Task requirements:
Look below for the line containing "Status State Machine" and the line containing "pub enum TransactionStatus"; repeat exactly those two lines and all lines between them, and nothing else.

Saved entries:
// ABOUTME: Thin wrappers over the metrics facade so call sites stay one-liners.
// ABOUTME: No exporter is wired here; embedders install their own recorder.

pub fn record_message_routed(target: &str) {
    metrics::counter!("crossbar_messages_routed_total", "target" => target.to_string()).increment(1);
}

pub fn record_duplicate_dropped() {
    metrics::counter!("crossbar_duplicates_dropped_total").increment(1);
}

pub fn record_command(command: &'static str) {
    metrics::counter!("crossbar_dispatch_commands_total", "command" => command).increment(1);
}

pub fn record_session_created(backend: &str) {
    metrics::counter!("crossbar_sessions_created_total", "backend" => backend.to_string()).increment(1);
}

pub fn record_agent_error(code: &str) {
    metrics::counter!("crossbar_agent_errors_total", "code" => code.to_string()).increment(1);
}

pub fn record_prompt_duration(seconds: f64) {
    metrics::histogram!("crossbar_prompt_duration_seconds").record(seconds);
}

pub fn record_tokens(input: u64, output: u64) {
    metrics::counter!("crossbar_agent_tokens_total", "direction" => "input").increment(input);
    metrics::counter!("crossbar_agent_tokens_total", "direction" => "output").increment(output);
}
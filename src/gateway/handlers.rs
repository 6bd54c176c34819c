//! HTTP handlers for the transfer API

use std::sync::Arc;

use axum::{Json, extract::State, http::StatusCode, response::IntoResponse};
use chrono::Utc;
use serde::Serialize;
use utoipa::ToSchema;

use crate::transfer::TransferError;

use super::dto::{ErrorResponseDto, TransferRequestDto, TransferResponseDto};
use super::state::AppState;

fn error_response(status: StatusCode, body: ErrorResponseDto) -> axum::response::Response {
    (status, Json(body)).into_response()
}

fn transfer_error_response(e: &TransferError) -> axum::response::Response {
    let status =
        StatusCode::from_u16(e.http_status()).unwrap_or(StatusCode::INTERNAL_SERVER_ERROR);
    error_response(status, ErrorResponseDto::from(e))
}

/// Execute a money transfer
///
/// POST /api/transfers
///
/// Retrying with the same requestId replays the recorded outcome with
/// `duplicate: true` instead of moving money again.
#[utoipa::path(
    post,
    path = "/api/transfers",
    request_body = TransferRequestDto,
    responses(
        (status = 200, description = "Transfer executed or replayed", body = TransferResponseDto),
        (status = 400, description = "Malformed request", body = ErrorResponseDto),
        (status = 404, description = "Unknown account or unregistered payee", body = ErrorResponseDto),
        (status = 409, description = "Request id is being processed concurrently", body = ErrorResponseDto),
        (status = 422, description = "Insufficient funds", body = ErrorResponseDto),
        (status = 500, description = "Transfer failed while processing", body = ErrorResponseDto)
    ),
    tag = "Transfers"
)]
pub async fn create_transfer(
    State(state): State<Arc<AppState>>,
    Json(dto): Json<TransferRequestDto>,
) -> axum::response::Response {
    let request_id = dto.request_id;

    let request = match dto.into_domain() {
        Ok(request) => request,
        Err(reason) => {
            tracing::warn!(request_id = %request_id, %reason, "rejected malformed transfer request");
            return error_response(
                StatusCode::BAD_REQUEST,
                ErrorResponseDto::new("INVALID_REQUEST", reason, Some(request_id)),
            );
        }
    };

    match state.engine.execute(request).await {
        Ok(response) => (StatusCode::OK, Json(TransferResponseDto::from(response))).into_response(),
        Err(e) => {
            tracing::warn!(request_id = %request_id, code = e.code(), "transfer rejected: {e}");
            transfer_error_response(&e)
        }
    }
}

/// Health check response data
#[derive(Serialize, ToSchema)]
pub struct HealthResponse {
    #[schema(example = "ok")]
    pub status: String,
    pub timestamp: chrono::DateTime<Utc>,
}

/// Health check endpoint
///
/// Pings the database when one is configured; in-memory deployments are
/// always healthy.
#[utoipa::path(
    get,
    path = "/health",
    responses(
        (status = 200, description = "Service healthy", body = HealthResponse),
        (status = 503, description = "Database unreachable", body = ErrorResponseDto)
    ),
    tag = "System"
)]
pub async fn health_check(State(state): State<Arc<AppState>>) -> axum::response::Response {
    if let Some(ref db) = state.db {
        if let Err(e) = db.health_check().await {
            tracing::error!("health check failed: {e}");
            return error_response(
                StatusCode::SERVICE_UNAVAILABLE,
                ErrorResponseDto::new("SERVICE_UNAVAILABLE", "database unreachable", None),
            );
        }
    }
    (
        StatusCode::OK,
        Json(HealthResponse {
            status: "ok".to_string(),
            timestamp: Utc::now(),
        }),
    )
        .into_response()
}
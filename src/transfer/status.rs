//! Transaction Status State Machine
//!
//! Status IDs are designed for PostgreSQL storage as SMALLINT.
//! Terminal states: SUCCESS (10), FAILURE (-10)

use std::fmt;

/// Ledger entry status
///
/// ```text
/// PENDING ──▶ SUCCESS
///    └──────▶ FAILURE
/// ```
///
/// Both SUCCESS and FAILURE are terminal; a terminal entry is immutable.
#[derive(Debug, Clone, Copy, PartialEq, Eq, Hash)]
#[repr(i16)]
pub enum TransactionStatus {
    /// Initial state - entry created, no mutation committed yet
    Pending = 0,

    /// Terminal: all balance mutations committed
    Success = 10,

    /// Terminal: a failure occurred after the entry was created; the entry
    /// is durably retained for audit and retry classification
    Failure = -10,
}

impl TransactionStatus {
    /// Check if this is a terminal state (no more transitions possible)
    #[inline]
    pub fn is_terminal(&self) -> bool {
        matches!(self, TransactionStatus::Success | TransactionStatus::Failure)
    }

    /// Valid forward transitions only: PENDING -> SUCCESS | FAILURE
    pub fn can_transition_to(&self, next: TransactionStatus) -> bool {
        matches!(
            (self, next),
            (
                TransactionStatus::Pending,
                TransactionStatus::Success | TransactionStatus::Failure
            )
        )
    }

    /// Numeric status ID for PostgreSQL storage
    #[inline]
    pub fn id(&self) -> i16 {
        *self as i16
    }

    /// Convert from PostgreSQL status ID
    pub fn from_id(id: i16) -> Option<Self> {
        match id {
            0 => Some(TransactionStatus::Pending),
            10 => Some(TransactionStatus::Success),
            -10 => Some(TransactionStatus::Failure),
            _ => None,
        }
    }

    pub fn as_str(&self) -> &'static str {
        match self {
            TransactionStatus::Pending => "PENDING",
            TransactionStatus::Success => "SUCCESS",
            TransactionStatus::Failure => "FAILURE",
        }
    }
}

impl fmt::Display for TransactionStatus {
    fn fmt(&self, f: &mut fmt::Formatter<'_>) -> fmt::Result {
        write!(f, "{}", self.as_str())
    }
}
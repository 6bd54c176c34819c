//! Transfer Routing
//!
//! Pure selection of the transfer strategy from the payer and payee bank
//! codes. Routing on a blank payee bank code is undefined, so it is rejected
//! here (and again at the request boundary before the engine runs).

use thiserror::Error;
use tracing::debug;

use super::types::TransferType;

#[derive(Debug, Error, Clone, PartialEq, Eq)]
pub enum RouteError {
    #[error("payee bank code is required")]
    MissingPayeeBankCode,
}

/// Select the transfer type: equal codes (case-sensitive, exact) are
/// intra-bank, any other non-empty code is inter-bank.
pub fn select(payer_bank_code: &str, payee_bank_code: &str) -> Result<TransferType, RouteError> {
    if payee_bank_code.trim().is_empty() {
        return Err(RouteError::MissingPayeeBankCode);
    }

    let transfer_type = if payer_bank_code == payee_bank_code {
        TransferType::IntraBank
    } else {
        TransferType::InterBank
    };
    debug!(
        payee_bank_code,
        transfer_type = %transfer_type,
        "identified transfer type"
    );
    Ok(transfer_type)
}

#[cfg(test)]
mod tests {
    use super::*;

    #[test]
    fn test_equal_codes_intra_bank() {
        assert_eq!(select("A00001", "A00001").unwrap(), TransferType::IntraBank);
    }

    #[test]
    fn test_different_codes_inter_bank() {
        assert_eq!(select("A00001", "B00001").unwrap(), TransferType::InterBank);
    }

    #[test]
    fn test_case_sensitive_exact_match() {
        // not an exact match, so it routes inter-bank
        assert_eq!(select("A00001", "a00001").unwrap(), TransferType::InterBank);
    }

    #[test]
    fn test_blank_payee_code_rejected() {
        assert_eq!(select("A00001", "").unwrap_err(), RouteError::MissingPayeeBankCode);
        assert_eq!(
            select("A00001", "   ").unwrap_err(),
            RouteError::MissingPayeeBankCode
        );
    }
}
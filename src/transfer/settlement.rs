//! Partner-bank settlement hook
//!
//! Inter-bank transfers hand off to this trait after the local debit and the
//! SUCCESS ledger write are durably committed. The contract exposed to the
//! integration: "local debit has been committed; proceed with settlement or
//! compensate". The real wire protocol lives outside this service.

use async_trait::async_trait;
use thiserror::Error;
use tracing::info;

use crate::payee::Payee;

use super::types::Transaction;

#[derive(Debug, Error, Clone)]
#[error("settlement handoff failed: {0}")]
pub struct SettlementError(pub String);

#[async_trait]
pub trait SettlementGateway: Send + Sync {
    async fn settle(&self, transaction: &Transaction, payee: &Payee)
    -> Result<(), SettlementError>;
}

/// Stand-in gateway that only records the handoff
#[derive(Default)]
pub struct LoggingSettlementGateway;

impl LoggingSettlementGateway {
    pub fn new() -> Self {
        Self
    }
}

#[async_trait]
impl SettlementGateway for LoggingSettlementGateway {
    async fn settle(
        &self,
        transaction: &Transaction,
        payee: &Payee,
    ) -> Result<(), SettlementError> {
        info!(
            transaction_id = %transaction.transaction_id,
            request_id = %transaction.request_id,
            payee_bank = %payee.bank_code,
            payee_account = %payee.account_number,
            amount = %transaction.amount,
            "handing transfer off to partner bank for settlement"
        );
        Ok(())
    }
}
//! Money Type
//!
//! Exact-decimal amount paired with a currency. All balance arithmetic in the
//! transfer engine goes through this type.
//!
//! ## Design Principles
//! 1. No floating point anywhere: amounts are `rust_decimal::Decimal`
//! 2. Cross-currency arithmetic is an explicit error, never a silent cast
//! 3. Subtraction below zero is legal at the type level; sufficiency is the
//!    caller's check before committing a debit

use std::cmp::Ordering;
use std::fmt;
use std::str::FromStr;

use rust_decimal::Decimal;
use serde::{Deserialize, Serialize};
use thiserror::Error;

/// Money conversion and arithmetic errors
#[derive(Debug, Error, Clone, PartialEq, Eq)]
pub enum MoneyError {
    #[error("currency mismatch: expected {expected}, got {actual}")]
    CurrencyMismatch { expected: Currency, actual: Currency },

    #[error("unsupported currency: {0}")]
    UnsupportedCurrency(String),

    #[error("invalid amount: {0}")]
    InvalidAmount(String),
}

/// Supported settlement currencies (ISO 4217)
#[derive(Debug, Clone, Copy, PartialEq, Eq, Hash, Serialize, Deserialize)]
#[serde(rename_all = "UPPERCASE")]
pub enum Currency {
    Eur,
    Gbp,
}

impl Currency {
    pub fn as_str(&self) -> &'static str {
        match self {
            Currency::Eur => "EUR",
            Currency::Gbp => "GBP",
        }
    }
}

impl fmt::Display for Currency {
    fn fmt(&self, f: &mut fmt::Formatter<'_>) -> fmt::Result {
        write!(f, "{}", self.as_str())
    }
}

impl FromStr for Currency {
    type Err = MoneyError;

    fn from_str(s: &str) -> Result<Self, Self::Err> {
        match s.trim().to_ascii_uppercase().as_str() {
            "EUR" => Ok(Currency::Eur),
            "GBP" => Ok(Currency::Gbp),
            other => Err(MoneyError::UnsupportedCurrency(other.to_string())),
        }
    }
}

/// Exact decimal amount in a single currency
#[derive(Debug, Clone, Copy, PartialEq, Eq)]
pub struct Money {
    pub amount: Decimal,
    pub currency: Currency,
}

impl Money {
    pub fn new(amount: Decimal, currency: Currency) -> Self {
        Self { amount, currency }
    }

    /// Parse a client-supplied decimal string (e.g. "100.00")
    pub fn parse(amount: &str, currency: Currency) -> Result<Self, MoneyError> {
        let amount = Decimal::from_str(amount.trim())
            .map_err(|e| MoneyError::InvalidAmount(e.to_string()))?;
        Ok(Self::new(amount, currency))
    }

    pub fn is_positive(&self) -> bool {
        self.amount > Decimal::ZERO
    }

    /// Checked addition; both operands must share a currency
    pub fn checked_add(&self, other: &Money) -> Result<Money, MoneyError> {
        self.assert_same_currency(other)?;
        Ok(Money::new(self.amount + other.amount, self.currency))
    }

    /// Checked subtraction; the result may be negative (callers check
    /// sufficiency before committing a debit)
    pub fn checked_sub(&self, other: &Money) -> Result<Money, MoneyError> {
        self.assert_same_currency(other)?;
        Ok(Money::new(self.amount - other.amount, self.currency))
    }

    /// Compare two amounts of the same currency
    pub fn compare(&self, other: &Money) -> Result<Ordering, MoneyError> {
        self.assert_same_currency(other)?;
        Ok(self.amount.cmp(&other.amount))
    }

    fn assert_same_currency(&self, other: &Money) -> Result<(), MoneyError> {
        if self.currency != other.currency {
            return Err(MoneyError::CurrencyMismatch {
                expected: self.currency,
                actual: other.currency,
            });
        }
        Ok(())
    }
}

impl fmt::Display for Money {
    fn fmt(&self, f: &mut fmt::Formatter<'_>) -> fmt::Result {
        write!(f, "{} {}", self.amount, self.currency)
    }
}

Solved exercise:
//! Transaction Status State Machine
//!
//! Status IDs are designed for PostgreSQL storage as SMALLINT.
//! Terminal states: SUCCESS (10), FAILURE (-10)

use std::fmt;

/// Ledger entry status
///
/// ```text
/// PENDING ──▶ SUCCESS
///    └──────▶ FAILURE
/// ```
///
/// Both SUCCESS and FAILURE are terminal; a terminal entry is immutable.
#[derive(Debug, Clone, Copy, PartialEq, Eq, Hash)]
#[repr(i16)]
pub enum TransactionStatus {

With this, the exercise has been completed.